§ **Exercise**
Out of the lines below, please list those that hold the string "match".

↓↓↓

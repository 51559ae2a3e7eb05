//! Named publish/subscribe bus for action events
//!
//! Input handling never calls action consumers directly; it publishes on
//! the bus and whoever subscribed to the name reacts. Subscriptions are
//! removed when their [`Subscription`] handle is dropped.

use std::cell::RefCell;
use std::collections::HashMap;
use std::rc::{Rc, Weak};

/// Event name the dispatch listener publishes under
pub const ACTION_EVENT: &str = "key-binding-triggered";

/// Payload of [`ACTION_EVENT`]
#[derive(Debug, Clone, PartialEq, Eq)]
pub struct ActionEvent {
    pub binding_id: String,
    pub action: String,
}

type Handler<E> = Rc<RefCell<dyn FnMut(&E)>>;

struct Listener<E> {
    id: u64,
    handler: Handler<E>,
}

struct BusInner<E> {
    next_id: u64,
    listeners: HashMap<String, Vec<Listener<E>>>,
}

/// Single-threaded event bus keyed by event name
pub struct EventBus<E> {
    inner: Rc<RefCell<BusInner<E>>>,
}

impl<E: 'static> EventBus<E> {
    pub fn new() -> Self {
        Self {
            inner: Rc::new(RefCell::new(BusInner {
                next_id: 0,
                listeners: HashMap::new(),
            })),
        }
    }

    /// Register `handler` for events published under `name`
    #[must_use = "dropping the Subscription unsubscribes immediately"]
    pub fn subscribe(&self, name: &str, handler: impl FnMut(&E) + 'static) -> Subscription {
        let mut inner = self.inner.borrow_mut();
        let id = inner.next_id;
        inner.next_id += 1;
        inner
            .listeners
            .entry(name.to_string())
            .or_default()
            .push(Listener {
                id,
                handler: Rc::new(RefCell::new(handler)),
            });

        let weak: Weak<RefCell<BusInner<E>>> = Rc::downgrade(&self.inner);
        let name = name.to_string();
        Subscription {
            unsubscribe: Some(Box::new(move || {
                if let Some(inner) = weak.upgrade() {
                    let mut inner = inner.borrow_mut();
                    if let Some(listeners) = inner.listeners.get_mut(&name) {
                        listeners.retain(|l| l.id != id);
                        if listeners.is_empty() {
                            inner.listeners.remove(&name);
                        }
                    }
                }
            })),
        }
    }

    /// Deliver `event` to every handler subscribed to `name`
    ///
    /// Returns the number of handlers invoked. A handler that is already
    /// running further up the stack is skipped.
    pub fn publish(&self, name: &str, event: &E) -> usize {
        // Clone the handler list so handlers may (un)subscribe while running
        let handlers: Vec<Handler<E>> = match self.inner.borrow().listeners.get(name) {
            Some(listeners) => listeners.iter().map(|l| Rc::clone(&l.handler)).collect(),
            None => return 0,
        };

        let mut delivered = 0;
        for handler in handlers {
            match handler.try_borrow_mut() {
                Ok(mut handler) => {
                    (&mut *handler)(event);
                    delivered += 1;
                }
                Err(_) => {
                    tracing::warn!(event = name, "Skipping reentrant event handler");
                }
            }
        }
        delivered
    }

    /// Number of live subscriptions for `name`
    pub fn subscriber_count(&self, name: &str) -> usize {
        self.inner
            .borrow()
            .listeners
            .get(name)
            .map_or(0, Vec::len)
    }
}

impl<E: 'static> Default for EventBus<E> {
    fn default() -> Self {
        Self::new()
    }
}

impl<E> Clone for EventBus<E> {
    fn clone(&self) -> Self {
        Self {
            inner: Rc::clone(&self.inner),
        }
    }
}

impl<E> std::fmt::Debug for EventBus<E> {
    fn fmt(&self, f: &mut std::fmt::Formatter<'_>) -> std::fmt::Result {
        let inner = self.inner.borrow();
        f.debug_struct("EventBus")
            .field("events", &inner.listeners.keys().collect::<Vec<_>>())
            .finish()
    }
}

/// Handle for a bus subscription; unsubscribes on drop
pub struct Subscription {
    unsubscribe: Option<Box<dyn FnOnce()>>,
}

impl Subscription {
    /// Explicitly unregister the handler
    pub fn unsubscribe(mut self) {
        if let Some(unsubscribe) = self.unsubscribe.take() {
            unsubscribe();
        }
    }
}

impl Drop for Subscription {
    fn drop(&mut self) {
        if let Some(unsubscribe) = self.unsubscribe.take() {
            unsubscribe();
        }
    }
}

impl std::fmt::Debug for Subscription {
    fn fmt(&self, f: &mut std::fmt::Formatter<'_>) -> std::fmt::Result {
        f.debug_struct("Subscription")
            .field("active", &self.unsubscribe.is_some())
            .finish()
    }
}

↑↑↑

§ **Output for this exercise**
        let handlers: Vec<Handler<E>> = match self.inner.borrow().listeners.get(name) {
            match handler.try_borrow_mut() {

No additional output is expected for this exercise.